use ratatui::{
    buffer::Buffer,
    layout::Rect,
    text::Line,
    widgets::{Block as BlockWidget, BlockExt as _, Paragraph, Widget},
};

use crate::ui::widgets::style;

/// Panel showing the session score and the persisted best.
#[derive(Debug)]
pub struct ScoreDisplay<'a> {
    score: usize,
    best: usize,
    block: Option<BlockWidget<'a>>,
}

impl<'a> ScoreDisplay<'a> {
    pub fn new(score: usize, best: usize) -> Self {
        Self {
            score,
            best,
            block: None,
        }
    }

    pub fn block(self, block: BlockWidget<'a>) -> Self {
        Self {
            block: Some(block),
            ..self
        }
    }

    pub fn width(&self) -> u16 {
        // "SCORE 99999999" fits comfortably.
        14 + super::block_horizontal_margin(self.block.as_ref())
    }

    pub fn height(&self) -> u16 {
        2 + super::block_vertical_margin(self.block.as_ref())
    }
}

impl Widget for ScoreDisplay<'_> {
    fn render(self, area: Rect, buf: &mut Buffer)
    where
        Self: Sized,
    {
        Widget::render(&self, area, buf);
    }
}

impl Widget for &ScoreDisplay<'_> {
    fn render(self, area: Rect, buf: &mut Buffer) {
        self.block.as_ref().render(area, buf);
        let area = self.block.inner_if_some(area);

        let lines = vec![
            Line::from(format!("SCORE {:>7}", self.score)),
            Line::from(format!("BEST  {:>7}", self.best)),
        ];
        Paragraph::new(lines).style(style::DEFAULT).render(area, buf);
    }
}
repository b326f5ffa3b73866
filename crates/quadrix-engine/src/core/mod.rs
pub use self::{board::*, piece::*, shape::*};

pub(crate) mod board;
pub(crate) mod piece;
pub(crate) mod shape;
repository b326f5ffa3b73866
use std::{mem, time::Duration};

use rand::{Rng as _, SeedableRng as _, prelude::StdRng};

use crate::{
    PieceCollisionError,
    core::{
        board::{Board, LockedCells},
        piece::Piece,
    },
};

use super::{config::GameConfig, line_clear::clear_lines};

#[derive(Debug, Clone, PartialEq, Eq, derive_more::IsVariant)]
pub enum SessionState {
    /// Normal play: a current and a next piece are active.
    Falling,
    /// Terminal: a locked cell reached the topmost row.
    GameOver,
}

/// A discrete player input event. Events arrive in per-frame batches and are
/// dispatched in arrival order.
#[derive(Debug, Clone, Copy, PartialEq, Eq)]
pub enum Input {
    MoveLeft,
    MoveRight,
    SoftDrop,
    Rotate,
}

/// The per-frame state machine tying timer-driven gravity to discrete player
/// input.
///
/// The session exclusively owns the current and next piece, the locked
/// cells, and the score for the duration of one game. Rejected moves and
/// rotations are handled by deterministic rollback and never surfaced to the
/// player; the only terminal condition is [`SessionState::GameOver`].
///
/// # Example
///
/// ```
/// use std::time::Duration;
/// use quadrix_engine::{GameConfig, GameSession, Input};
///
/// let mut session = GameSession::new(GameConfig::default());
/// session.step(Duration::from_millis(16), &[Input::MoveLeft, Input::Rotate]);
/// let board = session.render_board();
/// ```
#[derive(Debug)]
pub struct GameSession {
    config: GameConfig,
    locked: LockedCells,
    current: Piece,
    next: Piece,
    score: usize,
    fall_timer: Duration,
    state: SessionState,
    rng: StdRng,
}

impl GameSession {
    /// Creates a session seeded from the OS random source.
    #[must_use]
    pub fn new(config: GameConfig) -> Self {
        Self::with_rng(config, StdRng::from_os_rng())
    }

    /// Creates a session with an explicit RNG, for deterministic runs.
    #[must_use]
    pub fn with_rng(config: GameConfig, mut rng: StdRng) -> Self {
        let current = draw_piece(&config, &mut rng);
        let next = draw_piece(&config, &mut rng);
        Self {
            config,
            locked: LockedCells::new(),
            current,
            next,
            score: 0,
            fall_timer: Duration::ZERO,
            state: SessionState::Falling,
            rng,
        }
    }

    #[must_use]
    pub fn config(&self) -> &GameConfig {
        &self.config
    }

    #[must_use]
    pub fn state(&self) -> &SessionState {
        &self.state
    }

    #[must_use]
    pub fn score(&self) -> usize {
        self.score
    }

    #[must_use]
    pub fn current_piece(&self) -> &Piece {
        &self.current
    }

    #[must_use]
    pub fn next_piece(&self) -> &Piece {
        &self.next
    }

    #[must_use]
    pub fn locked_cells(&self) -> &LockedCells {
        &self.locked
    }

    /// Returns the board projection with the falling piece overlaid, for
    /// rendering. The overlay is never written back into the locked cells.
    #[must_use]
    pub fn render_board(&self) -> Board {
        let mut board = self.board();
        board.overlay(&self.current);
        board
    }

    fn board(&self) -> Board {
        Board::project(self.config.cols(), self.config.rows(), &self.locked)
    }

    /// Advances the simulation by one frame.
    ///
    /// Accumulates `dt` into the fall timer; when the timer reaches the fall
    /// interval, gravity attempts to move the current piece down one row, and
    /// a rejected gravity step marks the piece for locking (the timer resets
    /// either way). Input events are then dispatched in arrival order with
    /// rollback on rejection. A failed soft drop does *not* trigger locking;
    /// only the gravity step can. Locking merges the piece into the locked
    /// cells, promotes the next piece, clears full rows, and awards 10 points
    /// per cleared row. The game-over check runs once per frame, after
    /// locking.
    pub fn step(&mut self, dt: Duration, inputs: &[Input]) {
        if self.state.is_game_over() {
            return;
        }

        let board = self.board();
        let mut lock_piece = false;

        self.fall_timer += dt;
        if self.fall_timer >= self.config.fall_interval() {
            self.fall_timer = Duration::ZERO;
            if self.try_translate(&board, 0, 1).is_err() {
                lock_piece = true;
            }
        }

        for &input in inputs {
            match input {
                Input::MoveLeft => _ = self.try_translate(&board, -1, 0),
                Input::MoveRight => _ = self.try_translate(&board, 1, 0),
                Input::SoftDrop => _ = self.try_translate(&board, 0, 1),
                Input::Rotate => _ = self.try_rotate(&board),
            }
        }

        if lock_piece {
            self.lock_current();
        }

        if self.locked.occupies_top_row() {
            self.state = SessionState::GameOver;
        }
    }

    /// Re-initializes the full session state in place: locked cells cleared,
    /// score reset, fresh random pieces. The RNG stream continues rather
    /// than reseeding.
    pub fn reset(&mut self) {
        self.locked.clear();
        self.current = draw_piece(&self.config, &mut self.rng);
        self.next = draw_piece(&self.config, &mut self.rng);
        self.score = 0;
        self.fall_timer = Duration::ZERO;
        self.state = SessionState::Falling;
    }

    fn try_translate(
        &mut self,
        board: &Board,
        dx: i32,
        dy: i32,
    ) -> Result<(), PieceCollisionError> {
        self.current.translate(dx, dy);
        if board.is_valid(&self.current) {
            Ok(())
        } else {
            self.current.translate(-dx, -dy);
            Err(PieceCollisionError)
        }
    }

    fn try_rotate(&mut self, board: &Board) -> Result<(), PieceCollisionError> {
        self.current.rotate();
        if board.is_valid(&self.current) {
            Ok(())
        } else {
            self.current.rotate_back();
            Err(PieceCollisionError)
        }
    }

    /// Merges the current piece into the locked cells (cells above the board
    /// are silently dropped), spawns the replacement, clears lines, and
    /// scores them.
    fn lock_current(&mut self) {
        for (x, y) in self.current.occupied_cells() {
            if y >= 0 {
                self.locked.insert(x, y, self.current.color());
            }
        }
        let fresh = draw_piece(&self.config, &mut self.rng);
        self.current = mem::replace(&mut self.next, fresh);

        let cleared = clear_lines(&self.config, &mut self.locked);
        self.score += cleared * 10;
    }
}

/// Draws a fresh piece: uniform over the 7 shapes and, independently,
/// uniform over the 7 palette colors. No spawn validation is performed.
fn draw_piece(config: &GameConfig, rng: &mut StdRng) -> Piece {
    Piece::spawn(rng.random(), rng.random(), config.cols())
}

§ **TASK DIRECTIONS**
In the records above, return only the line that contains "clears lines, and" and every line after it through the last, exactly as they appear.

§ **EXERCISE ANSWER**
    /// are silently dropped), spawns the replacement, clears lines, and
    /// scores them.
    fn lock_current(&mut self) {
        for (x, y) in self.current.occupied_cells() {
            if y >= 0 {
                self.locked.insert(x, y, self.current.color());
            }
        }
        let fresh = draw_piece(&self.config, &mut self.rng);
        self.current = mem::replace(&mut self.next, fresh);

        let cleared = clear_lines(&self.config, &mut self.locked);
        self.score += cleared * 10;
    }
}

/// Draws a fresh piece: uniform over the 7 shapes and, independently,
/// uniform over the 7 palette colors. No spawn validation is performed.
fn draw_piece(config: &GameConfig, rng: &mut StdRng) -> Piece {
    Piece::spawn(rng.random(), rng.random(), config.cols())
}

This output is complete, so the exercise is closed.